UNDATED (CBS) -- It's been nearly a month since mandatory federal spending cuts began. They're about to claim another victim: the Navy's legendary "Blue Angels" are being grounded. Fans who are feeling pretty blue themselves.
Over 9,000 spectators, about twice as many as usual, gawked at the sky above Pensacola's Naval Air Station Thursday. They were worried this could be the year's final practice of the famed Blue Angels, naval aviators maneuvering a half-dozen F-18's in a Diamond formation at top speeds of 700 miles per hour.

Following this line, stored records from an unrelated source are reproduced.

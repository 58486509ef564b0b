//! Query service for the Visier Query API.

use std::sync::Arc;

use reqwest::header::ACCEPT;
use serde_json::{json, Value};

use crate::client::ClientInner;
use crate::table::ResultTable;
use crate::Result;

/// Query results are requested as JSON Lines so they can be decoded
/// line-by-line without buffering the body.
const JSONLINES_ACCEPT: &str = "application/jsonlines, application/json";

/// Service for aggregate, list, and SQL-like queries.
///
/// # Example
///
/// ```no_run
/// use futures_util::StreamExt;
///
/// # async fn example(client: visier_rs::VisierClient) -> visier_rs::Result<()> {
/// let mut table = client
///     .query()
///     .sqllike("SELECT employeeId FROM Employee", None)
///     .await?;
/// println!("columns: {:?}", table.header());
/// while let Some(row) = table.rows().next().await {
///     println!("{:?}", row?);
/// }
/// # Ok(())
/// # }
/// ```
pub struct QueryService {
    inner: Arc<ClientInner>,
}

impl QueryService {
    pub(crate) fn new(inner: Arc<ClientInner>) -> Self {
        Self { inner }
    }

    /// Execute an aggregate query and return the tabular result.
    pub async fn aggregate(&self, query: &Value) -> Result<ResultTable> {
        self.run_query("/v1/data/query/aggregate", query.clone()).await
    }

    /// Execute a list (detail) query and return the tabular result.
    pub async fn list(&self, query: &Value) -> Result<ResultTable> {
        self.run_query("/v1/data/query/list", query.clone()).await
    }

    /// Execute a SQL-like query statement and return the tabular result.
    pub async fn sqllike(&self, sql_query: &str, options: Option<Value>) -> Result<ResultTable> {
        let mut body = json!({ "query": sql_query });
        if let Some(options) = options {
            body["options"] = options;
        }
        self.run_query("/v1/data/query/sql", body).await
    }

    async fn run_query(&self, path: &'static str, body: Value) -> Result<ResultTable> {
        let response = self
            .inner
            .session
            .execute(|ctx| {
                let body = body.clone();
                async move {
                    ctx.post(path)
                        .header(ACCEPT, JSONLINES_ACCEPT)
                        .json(&body)
                        .send()
                        .await
                }
            })
            .await?;
        ResultTable::from_response(response).await
    }
}
impl BasicCredentials {
    /// Start building a set of basic credentials.
    pub fn builder() -> BasicCredentialsBuilder {
        BasicCredentialsBuilder::default()
    }

    /// Build credentials from the `VISIER_*` environment variables.
    ///
    /// # Errors
    ///
    /// Returns [`Error::Config`] naming the variables that are unset or
    /// empty.
    pub fn from_env() -> Result<Self> {
        let mut builder = Self::builder();
        if let Some(host) = env_opt(ENV_HOST) {
            builder = builder.host(host);
        }
        if let Some(api_key) = env_opt(ENV_APIKEY) {
            builder = builder.api_key(api_key);
        }
        if let Some(username) = env_opt(ENV_USERNAME) {
            builder = builder.username(username);
        }
        if let Some(password) = env_opt(ENV_PASSWORD) {
            builder = builder.password(password);
        }
        if let Some(vanity) = env_opt(ENV_VANITY) {
            builder = builder.vanity(vanity);
        }
        if let Some(tenant) = env_opt(ENV_TARGET_TENANT_ID) {
            builder = builder.target_tenant_id(tenant);
        }
        builder.build()
    }

    /// The host and protocol portion of the URL.
    pub fn host(&self) -> &str {
        &self.host
    }

    /// The tenant API key.
    pub fn api_key(&self) -> &str {
        &self.api_key
    }

    /// The name of the user to authenticate as.
    pub fn username(&self) -> &str {
        &self.username
    }

    /// The password of the user.
    pub fn password(&self) -> &SecretString {
        &self.password
    }

    /// The optional tenant vanity name.
    pub fn vanity(&self) -> Option<&str> {
        self.vanity.as_deref()
    }

    /// The partner target tenant id, if configured.
    pub fn target_tenant_id(&self) -> Option<&str> {
        self.target_tenant_id.as_deref()
    }
}
//! # visier-rs
//!
//! A Rust connector for the Visier People Analytics APIs.
//!
//! This crate manages the connection lifecycle to a Visier tenant:
//! authenticating with either username/password or OAuth2 credentials,
//! transparently refreshing an expired authentication, and exposing a
//! retryable request-execution primitive that the API services build upon.
//!
//! ## Features
//!
//! - **Authentication**: basic (secure-token) and OAuth2 password or
//!   authorization-code grants, including PKCE and a local callback
//!   listener for the interactive flow
//! - **Automatic retry**: one transparent reconnect-and-retry when the
//!   server reports an expired authentication
//! - **Streaming results**: JSON Lines query results decoded one row at a
//!   time, without buffering the body
//! - **Partner access**: optional per-session tenant override for
//!   cross-tenant administrative calls
//! - **Async-first**: built on Tokio and reqwest
//!
//! ## Quick Start
//!
//! ```rust,no_run
//! use futures_util::StreamExt;
//! use visier_rs::{BasicCredentials, VisierClient};
//!
//! #[tokio::main]
//! async fn main() -> visier_rs::Result<()> {
//!     let credentials = BasicCredentials::builder()
//!         .host("https://customer.api.visier.io")
//!         .api_key("the-api-key")
//!         .username("analyst@customer.com")
//!         .password("hunter2")
//!         .build()?;
//!
//!     let client = VisierClient::new(credentials.into());
//!
//!     let mut table = client
//!         .query()
//!         .sqllike("SELECT employeeId, FullName FROM Employee", None)
//!         .await?;
//!
//!     println!("columns: {:?}", table.header());
//!     while let Some(row) = table.rows().next().await {
//!         println!("{:?}", row?);
//!     }
//!
//!     Ok(())
//! }
//! ```
//!
//! ## Custom requests
//!
//! Endpoints without a dedicated service are reachable through the
//! session's execution primitive directly. The request-building closure
//! receives a fresh context per attempt, so a retried request is rebuilt
//! against the reconnected transport:
//!
//! ```rust,no_run
//! use visier_rs::{OAuth2Credentials, Session};
//!
//! #[tokio::main]
//! async fn main() -> visier_rs::Result<()> {
//!     let credentials = OAuth2Credentials::builder()
//!         .host("https://customer.api.visier.io")
//!         .api_key("the-api-key")
//!         .client_id("client-id")
//!         .username("analyst@customer.com")
//!         .password("hunter2")
//!         .build()?;
//!
//!     let session = Session::new(credentials.into());
//!     let response = session
//!         .execute(|ctx| async move {
//!             ctx.get("/v1/data/model/analytic-objects").send().await
//!         })
//!         .await?;
//!     println!("{}", response.text().await.unwrap_or_default());
//!
//!     Ok(())
//! }
//! ```

#![warn(missing_docs)]
#![warn(rustdoc::missing_crate_level_docs)]
#![deny(unsafe_code)]

pub mod api;
pub mod auth;
pub mod client;
pub mod error;
pub mod table;

// Re-export primary types at crate root for convenience
pub use auth::{
    BasicCredentials, Credentials, OAuth2Credentials, Session, SessionContext, TARGET_TENANT_ID,
};
pub use client::{SessionConfig, VisierClient};
pub use error::{Error, Result};
pub use table::ResultTable;

/// Prelude module for convenient imports.
///
/// ```rust
/// use visier_rs::prelude::*;
/// ```
pub mod prelude {
    pub use crate::api::{ModelService, QueryService};
    pub use crate::auth::{
        BasicCredentials, Credentials, OAuth2Credentials, Session, SessionContext,
    };
    pub use crate::client::{SessionConfig, VisierClient};
    pub use crate::error::{Error, Result};
    pub use crate::table::ResultTable;
}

They're daredevils. But no one has found a way to loop around sequestration, the mandatory federal budget cuts that will ground the squadron beginning next Monday. Navy veteran John Hunt says, "Major loss, major loss. Especially to this area, and especially to the Navy as a recruiting tool."
Since 1946, the Blue Angels and their acrobatic high speed stunts have wowed crowds and helped the Navy with its recruiting
But it's expensive P.R., and the Navy must slash $4 billion, its share of the mandatory budget cuts. Part of that is cancelling the Blue Angels regular season, an estimated savings of $20 million. Lt. Katie Kelly with the Blue Angels says, "Right now we are just waiting further guidance to find out what will happen to the Blue Angels practices as we go into April and May."
But the Navy's not alone. The Air Force puts on a similar air show with the Thunderbirds, elite pilots demonstrating in F-16's. The same budget cuts have forced the Air Force to cancel the remaining twenty shows in this year's Thunderbirds season.
The Blue Angels typically perform in seventy shows a year. The Navy has already cancelled all four shows scheduled for April. Blue Angel volunteer Troy Corter says, "If they don't fly, if they don't do air shows, they're still going to have to practice. They've got to be ready. They've got to be ready all the time."
There's a growing chorus of complaints from fans. The Blue Angels hope to practice again next week. But for now, in air shows, budget cuts have silenced the familiar roar of aviation's best-known daredevils.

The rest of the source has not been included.